Home SantéUn groupe de scientifiques utilise les technologies des vaccins covid pour rajeunir le système immunitaire – Actualités et protagonistes

Un groupe de scientifiques utilise les technologies des vaccins covid pour rajeunir le système immunitaire – Actualités et protagonistes

by Sophie Martin

Une nouvelle approche basée sur l’ARN messager pourrait permettre de revitaliser le système immunitaire affaibli par l’âge, ouvrant la voie à une meilleure réponse vaccinale et à une efficacité accrue des traitements contre le cancer. Des chercheurs américains ont réussi à stimuler la production de lymphocytes T chez des souris âgées, inversant certains des effets délétères du vieillissement sur les défenses immunitaires.

Avec l’âge, le système immunitaire perd de sa capacité à réagir efficacement aux menaces. Les neutrophiles et les monocytes, premières lignes de défense, deviennent moins mobiles et moins performants. Parallèlement, la production de lymphocytes T, ces cellules immunitaires clés qui nécessitent plusieurs jours pour se développer et cibler précisément les agents pathogènes ou les cellules cancéreuses, diminue. Ce dérèglement conduit à une inflammation chronique, affaiblit les défenses de l’organisme et réduit l’efficacité des vaccins.

L’équipe du Massachusetts Institute of Technology (MIT), dirigée par Feng Zhang, pionnier de technologies telles que l’édition génétique CRISPR et l’optogénétique, a publié ses résultats dans la revue Nature. Leur approche consiste à utiliser le foie comme une usine temporaire pour produire trois facteurs essentiels à la maturation des lymphocytes T : FLT3L, DLL1 et IL-7. Ces facteurs, dont les niveaux diminuent avec l’âge, sont cruciaux pour assurer un nombre suffisant de cellules atteignant le thymus, leur spécialisation en lymphocytes T et leur survie pendant le développement.

Les souris âgées de 18 mois – l’équivalent d’environ 50 ans chez l’homme – ayant reçu ce traitement ont montré une amélioration significative de leur réponse immunitaire. Elles ont produit davantage de lymphocytes T après une vaccination et ont mieux réagi aux traitements d’immunothérapie anticancéreuse. Dans des modèles de mélanome agressif, on a même observé des rémissions complètes, un résultat non constaté chez les souris non traitées.

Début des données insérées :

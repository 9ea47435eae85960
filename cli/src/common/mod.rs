//! # SoftSell Common Modules (`common`)
//!
//! File: cli/src/common/mod.rs
//!
//! ## Overview
//!
//! Shared logic used by more than one command group. Command handlers
//! (`commands::`) stay thin and call into these modules; infrastructure such
//! as config and errors lives in `core::`.
//!
//! - **`chat`**: the support chat widget: keyword responder, transcript, session.
//! - **`lead`**: the lead form: validation, submit state machine, intake collaborators.
//! - **`notify`**: user notifications (toasts) raised by the lead form.
//! - **`fs`**: filesystem helpers.
//!
//! ```rust
//! use crate::common::chat::Responder;
//! use crate::common::lead::{LeadForm, SubmitOutcome};
//! ```
//!

/// Chat widget logic.
pub mod chat;
/// Filesystem helpers (directory creation, file I/O).
pub mod fs;
/// Lead form logic.
pub mod lead;
/// User notifications.
pub mod notify;
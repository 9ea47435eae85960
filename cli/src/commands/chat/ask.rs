//! # Chat Ask Command
//!
//! File: cli/src/commands/chat/ask.rs
//!
//! `softsell chat ask <QUESTION...>` prints the canned reply for one question.
//! There is no typing delay here; the answer is printed as soon as it is known.
//!
use crate::common::chat::Responder;
use crate::core::config::Config;
use crate::core::error::{Result, SoftsellError};
use clap::Parser;
use tracing::debug;

#[derive(Parser, Debug)]
pub struct AskArgs {
    /// The question. Multiple words are joined with single spaces.
    #[arg(value_name = "QUESTION")]
    words: Vec<String>,

    /// Print `{"question": ..., "reply": ...}` instead of plain text.
    #[arg(long)]
    json: bool,
}

impl AskArgs {
    pub fn query(&self) -> String {
        self.words.join(" ")
    }
}

pub fn handle_ask(args: AskArgs, config: &Config) -> Result<()> {
    let responder = Responder::from_config(&config.chat);
    let query = args.query();
    if query.trim().is_empty() {
        return Err(SoftsellError::ArgumentParsing(
            "`chat ask` needs a question, e.g. softsell chat ask \"How do I get paid?\"".to_string(),
        )
        .into());
    }
    let reply = responder.respond(&query);
    debug!(query = %query, "Answered chat question");

    if args.json {
        let body = serde_json::json!({ "question": query, "reply": reply });
        println!("{}", serde_json::to_string_pretty(&body)?);
    } else {
        println!("{}", reply);
    }
    Ok(())
}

Cette technique représente une avancée significative par rapport aux tentatives antérieures de rajeunissement immunitaire. Les approches précédentes, comme l’injection directe de facteurs de croissance ou la greffe de thymus, présentaient des risques potentiels. Le thymus, organe responsable de la maturation des lymphocytes T, s’atrophie avec l’âge et peut, une fois réactivé, entraîner des erreurs de reconnaissance et des maladies auto-immunes.

L’équipe de Zhang a contourné ces problèmes en utilisant l’ARN messager (ARNm), la même technologie qui a permis le développement rapide des vaccins contre la Covid-19. L’ARNm est injecté dans le sang sous forme de nanoparticules de graisse qui se concentrent dans le foie. Le foie, contrairement au thymus, conserve une capacité importante à produire des protéines même chez les personnes âgées. Il est ainsi transformé en une usine temporaire produisant les trois facteurs manquants.

« Le renforcement immunitaire est dilué une fois l’administration du traitement terminée, ce que nous considérons comme un élément de sécurité plutôt que comme une limitation », explique Mirco Friedrich, oncologue à l’hôpital universitaire de Heidelberg et premier auteur de l’étude.

María Mittlebrunn, chercheuse au Centre de biologie moléculaire Severo Ochoa (Madrid) qui n’a pas participé à l’étude, qualifie les travaux de « très originaux et dotés d’un immense potentiel ». Elle souligne que les lymphocytes T sont les cellules qui accumulent le plus de changements liés à l’âge et qu’ils constituent une première ligne de défense essentielle.

Les chercheurs envisagent désormais de mener un premier essai clinique chez des patients atteints de cancer en Allemagne. Une première phase pourrait débuter dans deux ans. L’application de cette thérapie serait probablement ciblée sur des périodes spécifiques, comme avant la vaccination, pendant le traitement du cancer ou en cas de risque accru d’infection.